Awal Desember 2020, Badan Internasional untuk Konservasi Alam (IUCN) memperbarui status 3 dari 6 spesies hiu berjalan (walking shark) langka dan endemik di wilayah timur Indonesia. Status Hemiscyllium halmahera atau hiu berjalan Halmahera berubah dari “belum ada data” (not evaluated) menjadi “hampir terancam” (near threatened).
Sementara, dua spesies hiu berjalan lainnya, yaitu Hemiscyllium henryi (hiu berjalan Teluk Triton Kaimana) dan Hemiscyllium galei (hiu berjalan Teluk Cenderawasih) menjadi “terancam” (vulnerable) pada 2020 dari sebelumnya “kurang data” (data deficient) pada 2012. IUCN sudah mendata status kerentanan satwa dan tumbuhan sejak 1964 yang dikenal sebagai IUCN Red List.

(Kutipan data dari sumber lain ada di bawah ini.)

// Runners Module
// Step actions and the registry that maps steps to them

pub mod shell;

pub use shell::ShellAction;

use crate::definition::{StepDefinition, Value};
use crate::execution::events::ProgressSender;
use crate::execution::instance::InstanceId;

use std::collections::HashMap;
use std::path::PathBuf;
use std::sync::Arc;

/// Everything a step action can see
#[derive(Debug, Clone, Default)]
pub struct StepContext {
    pub instance: InstanceId,
    pub template: String,
    pub label: String,
    pub step_id: String,
    pub step_name: String,
    /// Script for `run:` steps
    pub run: Option<String>,
    pub shell: Option<String>,
    /// `with:` inputs for `uses:` steps
    pub inputs: HashMap<String, Value>,
    pub matrix: HashMap<String, Value>,
    pub variables: HashMap<String, Value>,
    /// Job env overlaid with step env
    pub env: HashMap<String, String>,
    pub working_dir: PathBuf,
    /// Outputs of earlier steps in the job, by step id
    pub step_outputs: HashMap<String, HashMap<String, String>>,
    /// Outputs of upstream jobs, by template name
    pub needs_outputs: HashMap<String, HashMap<String, String>>,
    /// Credentials scoped to the job, such as a lease id
    pub secrets: HashMap<String, String>,
    pub events: Option<ProgressSender>,
}

#[derive(Debug, Clone, PartialEq, Eq)]
pub enum ActionStatus {
    Success,
    Failure(String),
}

#[derive(Debug, Clone, PartialEq, Eq)]
pub struct ActionResult {
    pub status: ActionStatus,
    pub outputs: HashMap<String, String>,
}

impl ActionResult {
    pub fn success() -> Self {
        Self {
            status: ActionStatus::Success,
            outputs: HashMap::new(),
        }
    }

    pub fn failure(reason: impl Into<String>) -> Self {
        Self {
            status: ActionStatus::Failure(reason.into()),
            outputs: HashMap::new(),
        }
    }

    pub fn with_output(mut self, name: impl Into<String>, value: impl Into<String>) -> Self {
        self.outputs.insert(name.into(), value.into());
        self
    }

    pub fn is_success(&self) -> bool {
        self.status == ActionStatus::Success
    }
}

/// Executes one step. Implementations report failure through the result,
/// never by panicking.
#[async_trait::async_trait]
pub trait StepAction: Send + Sync {
    async fn execute(&self, ctx: StepContext) -> ActionResult;
}

/// Resolves steps to actions: `run:` steps go to the script action, `uses:`
/// steps to an action registered under that name
pub struct ActionRegistry {
    run: Arc<dyn StepAction>,
    named: HashMap<String, Arc<dyn StepAction>>,
}

impl ActionRegistry {
    /// Registry running scripts with `ShellAction`
    pub fn new(default_shell: impl Into<String>) -> Self {
        Self::with_run_action(Arc::new(ShellAction::new(default_shell)))
    }

    pub fn with_run_action(run: Arc<dyn StepAction>) -> Self {
        Self {
            run,
            named: HashMap::new(),
        }
    }

    pub fn register(mut self, name: impl Into<String>, action: Arc<dyn StepAction>) -> Self {
        self.named.insert(name.into(), action);
        self
    }

    pub fn names(&self) -> impl Iterator<Item = &str> {
        self.named.keys().map(String::as_str)
    }

    /// The action for `step`, or the reason there is none
    pub fn resolve(&self, step: &StepDefinition) -> Result<Arc<dyn StepAction>, String> {
        match (&step.run, &step.uses) {
            (Some(_), _) => Ok(self.run.clone()),
            (None, Some(name)) => self
                .named
                .get(name)
                .cloned()
                .ok_or_else(|| format!("unknown action '{}'", name)),
            (None, None) => Err("step has neither 'run' nor 'uses'".to_string()),
        }
    }
}

impl Default for ActionRegistry {
    fn default() -> Self {
        Self::new("sh")
    }
}

#[cfg(test)]
mod tests {
    use super::*;

    struct Fixed(&'static str);

    #[async_trait::async_trait]
    impl StepAction for Fixed {
        async fn execute(&self, _ctx: StepContext) -> ActionResult {
            ActionResult::success().with_output("from", self.0)
        }
    }

    fn step(run: Option<&str>, uses: Option<&str>) -> StepDefinition {
        StepDefinition {
            run: run.map(str::to_string),
            uses: uses.map(str::to_string),
            ..StepDefinition::default()
        }
    }

    #[tokio::test]
    async fn test_resolve_routes_by_kind() {
        let registry = ActionRegistry::with_run_action(Arc::new(Fixed("run")))
            .register("notify", Arc::new(Fixed("notify")));

        let run = registry.resolve(&step(Some("make"), None)).unwrap();
        assert_eq!(run.execute(StepContext::default()).await.outputs["from"], "run");

        let named = registry.resolve(&step(None, Some("notify"))).unwrap();
        assert_eq!(named.execute(StepContext::default()).await.outputs["from"], "notify");
    }

    #[test]
    fn test_unknown_action_is_reported() {
        let registry = ActionRegistry::default();
        let err = registry.resolve(&step(None, Some("deploy"))).err().unwrap();
        assert!(err.contains("deploy"));
        assert!(registry.resolve(&step(None, None)).is_err());
    }

    #[test]
    fn test_action_result_helpers() {
        assert!(ActionResult::success().is_success());
        let failed = ActionResult::failure("boom");
        assert_eq!(failed.status, ActionStatus::Failure("boom".into()));
    }
}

Meski masih ada beberapa tahapan sebelum status “kepunahan” terjadi, status “hampir terancam” dan “rentan” ini memberikan gambaran umum bahwa populasi spesies hiu berjalan di Indonesia tidak aman di habitat asli mereka.
Hal ini juga dipicu bahwa ukuran populasi hiu berjalan kecil dan cenderung sedikit di alam dan hanya tersebar pada daerah yang relatif terbatas.

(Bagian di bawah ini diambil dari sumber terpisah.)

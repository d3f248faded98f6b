use crate::commands::{load_plan, report_error, CONFIGURATION_EXIT};
use crate::output;

use std::path::{Path, PathBuf};
use std::sync::Arc;

use clap::Args;
use color_eyre::Result;

use gantry_engine::cache::CacheBackend;
use gantry_engine::{
    progress_channel, ActionRegistry, CacheBackendKind, CacheResolver, CancellationSignal, CommandProvider,
    EngineConfig, EngineResult, FileSystemCache, JsonArchiver, JsonLinesSink, MemoryCache, Orchestrator,
};

/// Plan and run a pipeline definition
#[derive(Args, Debug)]
pub struct RunArgs {
    /// Path to the pipeline YAML file
    pub pipeline: PathBuf,

    /// Set a variable (can be repeated, format: name=value)
    #[arg(long = "var", value_name = "NAME=VALUE")]
    pub variables: Vec<String>,

    /// Maximum number of jobs running at once (overrides the pipeline's concurrency)
    #[arg(long, value_name = "N")]
    pub max_parallel: Option<usize>,

    /// Engine config file (default: gantry.yml in the working directory)
    #[arg(long, value_name = "FILE")]
    pub config: Option<PathBuf>,

    /// Working directory for execution
    #[arg(long, short = 'w', value_name = "DIR")]
    pub working_dir: Option<PathBuf>,

    /// Append JSON-lines job records to this file
    #[arg(long, value_name = "FILE")]
    pub records: Option<PathBuf>,

    /// Cache root for the filesystem backend
    #[arg(long, value_name = "DIR")]
    pub cache_dir: Option<PathBuf>,

    /// Keep the cache in memory for this run only
    #[arg(long)]
    pub memory_cache: bool,
}

impl RunArgs {
    /// Defaults, config file and environment, then flags
    fn engine_config(&self, working_dir: &Path) -> EngineResult<EngineConfig> {
        let mut config = EngineConfig::load(self.config.as_deref(), working_dir)?;
        if let Some(dir) = &self.cache_dir {
            config.cache_dir = dir.clone();
        }
        if self.memory_cache {
            config.cache_backend = CacheBackendKind::Memory;
        }
        if let Some(path) = &self.records {
            config.records_path = Some(path.clone());
        }
        Ok(config)
    }
}

fn cache_backend(config: &EngineConfig) -> Arc<dyn CacheBackend> {
    match config.cache_backend {
        CacheBackendKind::Filesystem => Arc::new(FileSystemCache::new(config.cache_dir.clone())),
        CacheBackendKind::Memory => Arc::new(MemoryCache::new()),
    }
}

pub async fn execute(args: RunArgs) -> Result<i32> {
    let working_dir = match &args.working_dir {
        Some(dir) => dir.clone(),
        None => std::env::current_dir()?,
    };

    if args.max_parallel == Some(0) {
        output::error("--max-parallel must be at least 1");
        return Ok(CONFIGURATION_EXIT);
    }

    let config = match args.engine_config(&working_dir) {
        Ok(config) => config,
        Err(e) => return Ok(report_error(&e)),
    };

    output::status("Planning", &format!("{}", args.pipeline.display()));
    let plan = match load_plan(&args.pipeline, &args.variables) {
        Ok((_, plan)) => plan,
        Err(e) => return Ok(report_error(&e)),
    };
    output::info(&format!(
        "Pipeline '{}': {} templates, {} job instances, {} resource scopes",
        plan.name,
        plan.templates().len(),
        plan.len(),
        plan.scopes().len()
    ));
    for gated in plan.gated() {
        output::dim(&format!("  Job '{}' not instantiated (when gate closed)", gated));
    }

    let backend = cache_backend(&config);
    let cache = Arc::new(CacheResolver::new(backend, Arc::new(JsonArchiver::new())));
    let provider = Arc::new(CommandProvider::new(
        config.default_shell.clone(),
        working_dir.clone(),
        plan.scopes(),
    ));
    let actions = Arc::new(ActionRegistry::new(config.default_shell.clone()));

    let cancel = CancellationSignal::new();
    let trigger = cancel.clone();
    tokio::spawn(async move {
        if tokio::signal::ctrl_c().await.is_ok() {
            output::warning("Interrupted, cancelling run");
            trigger.cancel();
        }
    });

    let (tx, rx) = progress_channel();
    let mut orchestrator = Orchestrator::new(plan, actions, provider)
        .with_cache(cache)
        .with_config(config.clone())
        .with_working_dir(working_dir)
        .with_progress(tx)
        .with_cancellation(cancel);
    if let Some(limit) = args.max_parallel {
        orchestrator = orchestrator.with_max_parallel(limit);
    }
    if let Some(path) = &config.records_path {
        match JsonLinesSink::append(path) {
            Ok(sink) => orchestrator = orchestrator.with_sink(Arc::new(sink)),
            Err(e) => {
                output::error(&format!("cannot open records file {}: {}", path.display(), e));
                return Ok(CONFIGURATION_EXIT);
            }
        }
    }
    tracing::debug!(limit = orchestrator.concurrency_limit(), "starting run");

    // The channel closes when the orchestrator drops its sender at the end of the run
    let (report, ()) = tokio::join!(orchestrator.run(), output::render_events(rx));

    output::report(&report);
    Ok(report.exit_code())
}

Sebagai peneliti biologi laut, saya berargumen bahwa spesies hiu berjalan ini harus mendapatkan perlindungan dari pemerintah Indonesia. Ini alasannya.
1) Menjaga keseimbangan ekologi laut
Kelompok hiu berjalan merupakan hasil evolusi 400 juta tahun silam dari kelompok (clade) ikan bertulang belakang, Elasmobranchii. Sama halnya dengan hiu martil karena bentuk kepala yang unik seperti martil, maka nama “hiu berjalan” disematkan karena spesies ini bergerak dengan sirip di dasar laut seakan-akan sedang berjalan.
Namun, di Papua, khususnya Raja Ampat, masyarakat setempat menyebut hiu berjalan ini sebagai “kalabia”.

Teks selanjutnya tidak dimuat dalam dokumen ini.